**WORK INSTRUCTION:** Please state in a single number how many lines of the entries below include the word "RedditApiError".

Collected data:

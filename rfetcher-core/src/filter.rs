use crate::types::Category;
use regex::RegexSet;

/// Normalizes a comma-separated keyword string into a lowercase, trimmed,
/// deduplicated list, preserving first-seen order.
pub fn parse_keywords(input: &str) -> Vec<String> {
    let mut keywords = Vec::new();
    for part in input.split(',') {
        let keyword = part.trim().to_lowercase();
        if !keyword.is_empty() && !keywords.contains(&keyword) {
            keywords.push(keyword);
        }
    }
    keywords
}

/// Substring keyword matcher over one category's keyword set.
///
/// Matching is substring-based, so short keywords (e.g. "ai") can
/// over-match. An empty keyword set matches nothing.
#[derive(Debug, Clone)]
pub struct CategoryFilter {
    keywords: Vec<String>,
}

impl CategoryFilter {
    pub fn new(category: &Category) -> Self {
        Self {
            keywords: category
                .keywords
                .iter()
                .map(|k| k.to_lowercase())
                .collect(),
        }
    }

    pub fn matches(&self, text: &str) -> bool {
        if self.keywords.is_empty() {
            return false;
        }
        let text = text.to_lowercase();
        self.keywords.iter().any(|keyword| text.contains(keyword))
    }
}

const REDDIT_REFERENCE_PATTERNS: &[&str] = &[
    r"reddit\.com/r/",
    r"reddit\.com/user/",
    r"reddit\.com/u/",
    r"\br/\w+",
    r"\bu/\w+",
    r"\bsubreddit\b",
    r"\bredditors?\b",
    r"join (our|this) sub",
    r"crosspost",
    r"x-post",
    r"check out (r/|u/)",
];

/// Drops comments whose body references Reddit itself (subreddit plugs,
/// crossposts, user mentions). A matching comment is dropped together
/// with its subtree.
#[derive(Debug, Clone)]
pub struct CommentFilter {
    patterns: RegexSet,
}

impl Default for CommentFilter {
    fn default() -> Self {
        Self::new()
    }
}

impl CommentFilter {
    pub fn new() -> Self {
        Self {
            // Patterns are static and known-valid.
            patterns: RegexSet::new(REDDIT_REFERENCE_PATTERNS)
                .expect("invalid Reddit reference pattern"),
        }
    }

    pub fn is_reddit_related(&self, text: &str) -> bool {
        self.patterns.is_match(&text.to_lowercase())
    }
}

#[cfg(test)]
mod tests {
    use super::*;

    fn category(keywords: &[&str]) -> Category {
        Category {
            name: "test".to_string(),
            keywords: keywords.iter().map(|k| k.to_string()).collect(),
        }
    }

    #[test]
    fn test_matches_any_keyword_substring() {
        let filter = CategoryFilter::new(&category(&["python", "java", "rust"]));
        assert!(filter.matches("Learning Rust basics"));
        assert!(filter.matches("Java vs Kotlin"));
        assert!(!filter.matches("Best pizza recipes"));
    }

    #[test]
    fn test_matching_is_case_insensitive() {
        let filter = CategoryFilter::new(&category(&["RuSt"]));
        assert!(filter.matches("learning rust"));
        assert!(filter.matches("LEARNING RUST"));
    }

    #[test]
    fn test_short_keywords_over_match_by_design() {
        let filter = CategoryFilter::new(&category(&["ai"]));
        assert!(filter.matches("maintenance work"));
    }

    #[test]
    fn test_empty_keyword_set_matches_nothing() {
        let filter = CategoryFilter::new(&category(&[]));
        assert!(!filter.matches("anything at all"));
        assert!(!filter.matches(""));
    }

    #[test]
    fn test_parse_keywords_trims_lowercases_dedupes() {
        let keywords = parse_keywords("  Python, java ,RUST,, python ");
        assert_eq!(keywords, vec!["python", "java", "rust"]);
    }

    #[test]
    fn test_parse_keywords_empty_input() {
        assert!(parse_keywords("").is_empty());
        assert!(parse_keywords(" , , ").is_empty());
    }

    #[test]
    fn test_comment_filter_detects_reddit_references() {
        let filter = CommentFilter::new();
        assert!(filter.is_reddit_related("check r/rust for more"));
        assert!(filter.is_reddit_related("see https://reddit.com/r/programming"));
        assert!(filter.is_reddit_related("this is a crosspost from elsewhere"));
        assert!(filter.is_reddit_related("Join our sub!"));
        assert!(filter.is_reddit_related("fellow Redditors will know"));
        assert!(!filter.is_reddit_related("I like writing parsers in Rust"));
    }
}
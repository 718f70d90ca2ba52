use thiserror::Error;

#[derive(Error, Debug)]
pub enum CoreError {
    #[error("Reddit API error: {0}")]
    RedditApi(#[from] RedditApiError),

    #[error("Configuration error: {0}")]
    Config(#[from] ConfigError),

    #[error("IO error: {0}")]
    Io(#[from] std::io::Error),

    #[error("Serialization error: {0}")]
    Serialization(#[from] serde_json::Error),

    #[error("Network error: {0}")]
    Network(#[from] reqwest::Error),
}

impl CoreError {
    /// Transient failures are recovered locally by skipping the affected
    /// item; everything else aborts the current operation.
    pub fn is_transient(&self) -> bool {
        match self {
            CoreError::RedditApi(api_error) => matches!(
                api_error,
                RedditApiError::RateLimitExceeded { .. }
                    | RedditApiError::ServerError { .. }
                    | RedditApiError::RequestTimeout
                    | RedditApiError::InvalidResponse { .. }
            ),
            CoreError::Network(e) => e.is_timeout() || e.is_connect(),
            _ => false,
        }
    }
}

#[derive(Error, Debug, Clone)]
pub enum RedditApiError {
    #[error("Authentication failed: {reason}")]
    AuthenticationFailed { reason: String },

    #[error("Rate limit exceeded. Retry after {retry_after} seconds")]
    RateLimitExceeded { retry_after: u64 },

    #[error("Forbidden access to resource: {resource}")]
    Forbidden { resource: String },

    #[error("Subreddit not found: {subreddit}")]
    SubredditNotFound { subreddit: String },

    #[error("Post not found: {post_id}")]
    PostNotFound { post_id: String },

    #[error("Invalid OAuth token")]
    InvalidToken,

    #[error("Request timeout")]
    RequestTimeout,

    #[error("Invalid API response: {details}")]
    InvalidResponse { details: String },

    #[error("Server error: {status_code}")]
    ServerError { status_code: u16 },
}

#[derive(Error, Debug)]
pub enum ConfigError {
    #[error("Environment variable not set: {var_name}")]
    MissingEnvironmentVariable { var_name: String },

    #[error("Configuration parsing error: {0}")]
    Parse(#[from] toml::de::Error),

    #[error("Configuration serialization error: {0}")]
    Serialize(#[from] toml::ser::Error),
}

**EXERCISE RESULT:** 6